Sabes te extrañare mucho, a todos. Pero sobre todo extrañare el aroma del aire en verano, ese rico aroma a calor, extrañare sentarme en el porche estando en bermudas y beber limonada o una cerveza bien fría, comer pizza en la noche y oír a los grillos cantar toda la noche.
Espero un día me perdones.
ATTE: Shadow
Shinda dejó caer la nota al piso y de inmediato tumbo la puerta, adentro en el cuarto de Shadow no había nadie, solo sus pertenencias, unas sábanas manchadas con sangre ya seca.
Esa noche, esa semana, todo parecía apuntar solo a la desgracia y al dolor puro.

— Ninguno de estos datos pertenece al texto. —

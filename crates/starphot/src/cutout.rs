//! Square cutouts from decoded raster images.
//!
//! Pixel `(col, row)` of the cutout is image pixel
//! `(xpos - boxsize/2 + col, ypos - boxsize/2 + row)`, zero-based, which is
//! the same translation the core uses for its distance calculations.

use std::path::Path;

use image::{DynamicImage, ImageBuffer, Luma};
use starphot_core::{GridAnchor, GridError, PixelGrid};

#[cfg(feature = "tracing")]
use tracing::instrument;

/// Errors produced while cutting a grid out of an image.
#[derive(thiserror::Error, Debug)]
pub enum CutoutError {
    #[error(transparent)]
    Image(#[from] image::ImageError),

    #[error(
        "box of {boxsize} px around ({xpos}, {ypos}) leaves the {width}x{height} image"
    )]
    OutOfBounds {
        xpos: i64,
        ypos: i64,
        boxsize: usize,
        width: u32,
        height: u32,
    },

    #[error(transparent)]
    Grid(#[from] GridError),
}

/// Cut a `boxsize` square centered on `anchor` out of a 16-bit image.
pub fn cutout_from_luma16(
    img: &ImageBuffer<Luma<u16>, Vec<u16>>,
    anchor: GridAnchor,
    boxsize: usize,
) -> Result<PixelGrid, CutoutError> {
    let out_of_bounds = || CutoutError::OutOfBounds {
        xpos: anchor.xpos,
        ypos: anchor.ypos,
        boxsize,
        width: img.width(),
        height: img.height(),
    };

    let half = i64::try_from(boxsize / 2).map_err(|_| out_of_bounds())?;
    let size = i64::try_from(boxsize).map_err(|_| out_of_bounds())?;
    let left = anchor.xpos - half;
    let top = anchor.ypos - half;
    if boxsize == 0
        || left < 0
        || top < 0
        || left + size > i64::from(img.width())
        || top + size > i64::from(img.height())
    {
        return Err(out_of_bounds());
    }

    // bounds checked above, so the casts cannot truncate
    let (left, top) = (left as u32, top as u32);
    Ok(PixelGrid::from_fn(boxsize, anchor, |col, row| {
        f64::from(img.get_pixel(left + col as u32, top + row as u32).0[0])
    })?)
}

/// Cut a grid out of any decoded image, converting it to 16-bit luminance.
pub fn cutout_from_dynamic(
    img: &DynamicImage,
    anchor: GridAnchor,
    boxsize: usize,
) -> Result<PixelGrid, CutoutError> {
    match img {
        DynamicImage::ImageLuma16(buf) => cutout_from_luma16(buf, anchor, boxsize),
        other => cutout_from_luma16(&other.to_luma16(), anchor, boxsize),
    }
}

/// Decode the image at `path` and cut out the grid.
#[cfg_attr(
    feature = "tracing",
    instrument(level = "info", skip(path), fields(path = %path.as_ref().display()))
)]
pub fn load_cutout(
    path: impl AsRef<Path>,
    anchor: GridAnchor,
    boxsize: usize,
) -> Result<PixelGrid, CutoutError> {
    let img = image::open(path.as_ref())?;
    log::debug!(
        "decoded {} ({}x{})",
        path.as_ref().display(),
        img.width(),
        img.height()
    );
    cutout_from_dynamic(&img, anchor, boxsize)
}
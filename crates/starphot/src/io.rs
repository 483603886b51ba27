//! JSON configuration and report helpers for growth-curve runs.

use serde::{Deserialize, Serialize};
use starphot_core::{
    AnnulusParams, AperturePhotometer, ErrorCategory, GridAnchor, GrowthCurve, PhotometryError,
    PhotometryParams,
};
use std::{
    fs,
    path::{Path, PathBuf},
};

use crate::batch::BatchReport;

#[derive(thiserror::Error, Debug)]
pub enum PhotometryIoError {
    #[error(transparent)]
    Io(#[from] std::io::Error),
    #[error(transparent)]
    Json(#[from] serde_json::Error),
}

/// Configuration for a batch of growth-curve measurements.
///
/// Every input file is cut out around the same `(xpos, ypos)` with the same
/// `boxsize`. Measurement settings left out of the file keep their defaults.
#[derive(Debug, Clone, PartialEq, Serialize, Deserialize)]
pub struct PhotometryConfig {
    /// Image files, processed in this order.
    pub inputs: Vec<String>,
    pub xpos: i64,
    pub ypos: i64,
    pub boxsize: usize,
    #[serde(default)]
    pub output_path: Option<String>,
    #[serde(default)]
    pub threshold: Option<f64>,
    #[serde(default)]
    pub zero_point: Option<f64>,
    #[serde(default)]
    pub radii: Option<Vec<f64>>,
    #[serde(default)]
    pub annulus: Option<AnnulusParams>,
}

impl PhotometryConfig {
    /// Load a JSON config from disk.
    pub fn load_json(path: impl AsRef<Path>) -> Result<Self, PhotometryIoError> {
        let raw = fs::read_to_string(path)?;
        Ok(serde_json::from_str(&raw)?)
    }

    /// Write this config to disk as pretty JSON.
    pub fn write_json(&self, path: impl AsRef<Path>) -> Result<(), PhotometryIoError> {
        let json = serde_json::to_string_pretty(self)?;
        fs::write(path, json)?;
        Ok(())
    }

    /// Resolve the output report path.
    pub fn output_path(&self) -> PathBuf {
        self.output_path
            .as_ref()
            .map(PathBuf::from)
            .unwrap_or_else(|| PathBuf::from("growth_curve_report.json"))
    }

    pub fn anchor(&self) -> GridAnchor {
        GridAnchor::new(self.xpos, self.ypos)
    }

    /// Measurement parameters, applying overrides from the config.
    pub fn build_params(&self) -> PhotometryParams {
        let mut params = PhotometryParams::default();
        if let Some(threshold) = self.threshold {
            params.threshold = threshold;
        }
        if let Some(zero_point) = self.zero_point {
            params.zero_point = zero_point;
        }
        if let Some(radii) = self.radii.clone() {
            params.radii = radii;
        }
        if let Some(annulus) = self.annulus {
            params.annulus = annulus;
        }
        params
    }

    /// Build the photometer, rejecting a box that cannot hold the widest
    /// aperture or annulus.
    pub fn build_photometer(&self) -> Result<AperturePhotometer, PhotometryError> {
        let params = self.build_params();
        params.check_box(self.boxsize)?;
        AperturePhotometer::new(params)
    }
}

/// Outcome of one slice as written to the report.
#[derive(Debug, Clone, PartialEq, Serialize, Deserialize)]
pub struct SliceReport {
    pub file: String,
    #[serde(default)]
    pub slice: Option<usize>,
    #[serde(default)]
    pub curve: Option<GrowthCurve>,
    #[serde(default)]
    pub error: Option<String>,
    #[serde(default)]
    pub category: Option<ErrorCategory>,
}

#[derive(Debug, Clone, PartialEq, Serialize, Deserialize)]
pub struct PhotometryReport {
    pub config_path: String,
    pub params: PhotometryParams,
    pub slices: Vec<SliceReport>,
}

impl PhotometryReport {
    /// Build a report from a finished batch.
    pub fn new(config_path: &Path, params: &PhotometryParams, batch: &BatchReport) -> Self {
        let slices = batch
            .entries
            .iter()
            .map(|entry| match entry {
                Ok(sc) => SliceReport {
                    file: sc.file.clone(),
                    slice: Some(sc.slice),
                    curve: Some(sc.curve.clone()),
                    error: None,
                    category: None,
                },
                Err(err) => SliceReport {
                    file: err.file().to_string(),
                    slice: err.slice(),
                    curve: None,
                    error: Some(err.to_string()),
                    category: Some(err.category()),
                },
            })
            .collect();
        Self {
            config_path: config_path.to_string_lossy().into_owned(),
            params: params.clone(),
            slices,
        }
    }

    /// Load a report from JSON on disk.
    pub fn load_json(path: impl AsRef<Path>) -> Result<Self, PhotometryIoError> {
        let raw = fs::read_to_string(path)?;
        Ok(serde_json::from_str(&raw)?)
    }

    /// Write this report to disk as pretty JSON, creating parent directories.
    pub fn write_json(&self, path: impl AsRef<Path>) -> Result<(), PhotometryIoError> {
        let path = path.as_ref();
        if let Some(parent) = path.parent().filter(|p| !p.as_os_str().is_empty()) {
            fs::create_dir_all(parent)?;
        }
        let json = serde_json::to_string_pretty(self)?;
        fs::write(path, json)?;
        Ok(())
    }
}

#[cfg(test)]
mod tests {
    use super::*;
    use starphot_core::AnnulusMode;

    const MINIMAL: &str = r#"{
        "inputs": ["frames/a.png", "frames/b.png"],
        "xpos": 100,
        "ypos": 101,
        "boxsize": 50
    }"#;

    #[test]
    fn minimal_config_uses_defaults() {
        let cfg: PhotometryConfig = serde_json::from_str(MINIMAL).expect("parse");
        assert_eq!(cfg.anchor(), GridAnchor::new(100, 101));
        assert_eq!(cfg.build_params(), PhotometryParams::default());
        assert_eq!(cfg.output_path(), PathBuf::from("growth_curve_report.json"));
        assert!(cfg.build_photometer().is_ok());
    }

    #[test]
    fn overrides_are_applied() {
        let cfg: PhotometryConfig = serde_json::from_str(
            r#"{
                "inputs": [], "xpos": 0, "ypos": 0, "boxsize": 100,
                "zero_point": 25.0, "radii": [2.0, 4.0],
                "annulus": {"mode": {"kind": "per_aperture"}}
            }"#,
        )
        .expect("parse");
        let params = cfg.build_params();
        assert_eq!(params.zero_point, 25.0);
        assert_eq!(params.radii, vec![2.0, 4.0]);
        assert_eq!(params.annulus.mode, AnnulusMode::PerAperture);
        assert_eq!(params.threshold, 660.0);
    }

    #[test]
    fn small_box_is_rejected_when_building() {
        let mut cfg: PhotometryConfig = serde_json::from_str(MINIMAL).expect("parse");
        cfg.boxsize = 40;
        assert!(matches!(
            cfg.build_photometer(),
            Err(PhotometryError::BoxTooSmall { half_box: 20, .. })
        ));
    }

    #[test]
    fn aperture_wider_than_the_box_is_rejected_when_building() {
        let mut cfg: PhotometryConfig = serde_json::from_str(MINIMAL).expect("parse");
        cfg.radii = Some(vec![1.0, 40.0]);
        assert_eq!(
            cfg.build_photometer().map(|_| ()),
            Err(PhotometryError::BoxTooSmall {
                required: 40.5,
                half_box: 25
            })
        );
    }

    #[test]
    fn config_file_loads_from_disk() {
        let dir = tempfile::tempdir().expect("tempdir");
        let path = dir.path().join("config.json");
        fs::write(&path, MINIMAL).expect("write");
        let cfg = PhotometryConfig::load_json(&path).expect("load");
        assert_eq!(cfg.inputs.len(), 2);
        assert!(matches!(
            PhotometryConfig::load_json(dir.path().join("absent.json")),
            Err(PhotometryIoError::Io(_))
        ));
    }
}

Dos vidas jóvenes se habían acabado así sin más, ya no quedaba nada a que aferrarse y ser feliz. Esa noche un lobo aulló a un cielo sin luna y sin estrellas que parecían estar luto al igual que él. El lobo siguió aullando con toda su fuerza, a su paso por su propio hogar solo quedaba desastre, dejado por alguien enfurecido y enceguecido por la tristeza. Esa noche Shinda murió por dentro al perder a los dos únicos familiares y amigos que le quedaban. Esa noche, viviría para siempre en su memoria.
La vida, puede ser hermosa la mayor parte del tiempo, siempre sonriendo y tratando de lucir feliz; pero a veces la vida que pensamos que es perfecta, nos demuestra lo contrario y nos deja ver su lado más obscuro he injusto.